Among the entries below, please show each line that carries the word "Playback".

= = = = = = =

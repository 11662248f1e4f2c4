//! Sensor bus that replays readings from a TOML script.
//!
//! ```toml
//! [[climate]]
//! temperature = 25
//! humidity = 35
//! repeat = 3
//!
//! [[climate]]
//! temperature = 31
//! humidity = 35
//!
//! # Raw accelerometer counts, scaled by 100 on read.
//! [[bus_a]]
//! x = 0
//! y = 0
//! z = 256
//! ```
//!
//! Each stream advances independently, one entry per read (an entry with
//! `repeat = n` is served `n` times). Once a stream runs out it keeps
//! returning its last entry. An empty stream returns nominal climate or
//! zero acceleration.

use std::path::{Path, PathBuf};

use async_trait::async_trait;
use serde::Deserialize;
use thiserror::Error;
use tokio::sync::Mutex;
use tracing::debug;
use vigil_core::{AxisTriplet, Bus, ClimateReading, DomainError};

use super::SensorBus;

/// Errors raised while loading a sensor script.
#[derive(Debug, Error)]
pub enum ScriptError {
    #[error("Failed to read sensor script {path}: {error}")]
    Io { path: PathBuf, error: String },

    #[error("Invalid sensor script: {0}")]
    Toml(#[from] toml::de::Error),

    #[error("Invalid {stream} entry {index}: {source}")]
    Domain {
        stream: &'static str,
        index: usize,
        #[source]
        source: DomainError,
    },
}

/// Deserialized form of a sensor script file.
#[derive(Debug, Clone, Default, Deserialize)]
#[serde(deny_unknown_fields)]
pub struct SensorScript {
    #[serde(default)]
    pub climate: Vec<ClimateEntry>,
    #[serde(default)]
    pub bus_a: Vec<RawTripletEntry>,
    #[serde(default)]
    pub bus_b: Vec<RawTripletEntry>,
}

/// One scripted climate reading.
#[derive(Debug, Clone, Deserialize)]
#[serde(deny_unknown_fields)]
pub struct ClimateEntry {
    pub temperature: i32,
    pub humidity: i32,
    #[serde(default = "default_repeat")]
    pub repeat: u32,
}

/// One scripted accelerometer reading in raw counts.
#[derive(Debug, Clone, Deserialize)]
#[serde(deny_unknown_fields)]
pub struct RawTripletEntry {
    pub x: i64,
    pub y: i64,
    pub z: i64,
    #[serde(default = "default_repeat")]
    pub repeat: u32,
}

fn default_repeat() -> u32 {
    1
}

impl SensorScript {
    /// Parses a script from TOML text.
    pub fn from_toml_str(text: &str) -> Result<Self, ScriptError> {
        Ok(toml::from_str(text)?)
    }

    /// Reads and parses a script file.
    pub async fn load(path: impl AsRef<Path>) -> Result<Self, ScriptError> {
        let path = path.as_ref();
        let text = tokio::fs::read_to_string(path)
            .await
            .map_err(|e| ScriptError::Io {
                path: path.to_path_buf(),
                error: e.to_string(),
            })?;
        Self::from_toml_str(&text)
    }
}

/// A run-length stream of readings with a cursor that sticks at the end.
#[derive(Debug)]
struct Playback<T> {
    runs: Vec<(T, u32)>,
    position: usize,
    served: u32,
    fallback: T,
}

impl<T: Copy> Playback<T> {
    /// Runs with a zero count are dropped.
    fn new(runs: Vec<(T, u32)>, fallback: T) -> Self {
        Self {
            runs: runs.into_iter().filter(|&(_, count)| count > 0).collect(),
            position: 0,
            served: 0,
            fallback,
        }
    }

    fn next(&mut self) -> T {
        while let Some(&(value, count)) = self.runs.get(self.position) {
            if self.served < count {
                self.served += 1;
                return value;
            }
            self.position += 1;
            self.served = 0;
        }
        self.runs
            .last()
            .map(|&(value, _)| value)
            .unwrap_or(self.fallback)
    }
}

#[derive(Debug)]
struct Streams {
    climate: Playback<ClimateReading>,
    bus_a: Playback<AxisTriplet>,
    bus_b: Playback<AxisTriplet>,
}

/// Sensor bus driven by a [`SensorScript`].
#[derive(Debug)]
pub struct ScriptedSensorBus {
    streams: Mutex<Streams>,
}

impl ScriptedSensorBus {
    /// Builds a bus from a parsed script, validating raw counts.
    pub fn from_script(script: SensorScript) -> Result<Self, ScriptError> {
        let climate = script
            .climate
            .iter()
            .map(|entry| {
                (
                    ClimateReading::new(entry.temperature, entry.humidity),
                    entry.repeat,
                )
            })
            .collect();

        let bus_a = scale_triplets("bus_a", &script.bus_a)?;
        let bus_b = scale_triplets("bus_b", &script.bus_b)?;

        debug!(
            climate = script.climate.len(),
            bus_a = script.bus_a.len(),
            bus_b = script.bus_b.len(),
            "Sensor script loaded"
        );

        Ok(Self::from_runs(climate, bus_a, bus_b))
    }

    /// Builds a bus from already-scaled readings.
    pub fn from_readings(
        climate: Vec<ClimateReading>,
        bus_a: Vec<AxisTriplet>,
        bus_b: Vec<AxisTriplet>,
    ) -> Self {
        Self::from_runs(once_each(climate), once_each(bus_a), once_each(bus_b))
    }

    fn from_runs(
        climate: Vec<(ClimateReading, u32)>,
        bus_a: Vec<(AxisTriplet, u32)>,
        bus_b: Vec<(AxisTriplet, u32)>,
    ) -> Self {
        Self {
            streams: Mutex::new(Streams {
                climate: Playback::new(climate, ClimateReading::NOMINAL),
                bus_a: Playback::new(bus_a, AxisTriplet::ZERO),
                bus_b: Playback::new(bus_b, AxisTriplet::ZERO),
            }),
        }
    }

    /// Loads a script file and builds a bus from it.
    pub async fn load(path: impl AsRef<Path>) -> Result<Self, ScriptError> {
        Self::from_script(SensorScript::load(path).await?)
    }
}

fn once_each<T>(readings: Vec<T>) -> Vec<(T, u32)> {
    readings.into_iter().map(|reading| (reading, 1)).collect()
}

fn scale_triplets(
    stream: &'static str,
    entries: &[RawTripletEntry],
) -> Result<Vec<(AxisTriplet, u32)>, ScriptError> {
    let mut triplets = Vec::with_capacity(entries.len());
    for (index, entry) in entries.iter().enumerate() {
        let triplet = AxisTriplet::try_from_raw(entry.x, entry.y, entry.z).map_err(|source| {
            ScriptError::Domain {
                stream,
                index,
                source,
            }
        })?;
        triplets.push((triplet, entry.repeat));
    }
    Ok(triplets)
}

#[async_trait]
impl SensorBus for ScriptedSensorBus {
    async fn read_climate(&self) -> ClimateReading {
        self.streams.lock().await.climate.next()
    }

    async fn read_axis_triplet(&self, bus: Bus) -> AxisTriplet {
        let mut streams = self.streams.lock().await;
        match bus {
            Bus::A => streams.bus_a.next(),
            Bus::B => streams.bus_b.next(),
        }
    }
}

= = = = = = =

- Exercise output:
struct Playback<T> {
impl<T: Copy> Playback<T> {
    climate: Playback<ClimateReading>,
    bus_a: Playback<AxisTriplet>,
    bus_b: Playback<AxisTriplet>,
                climate: Playback::new(climate, ClimateReading::NOMINAL),
                bus_a: Playback::new(bus_a, AxisTriplet::ZERO),
                bus_b: Playback::new(bus_b, AxisTriplet::ZERO),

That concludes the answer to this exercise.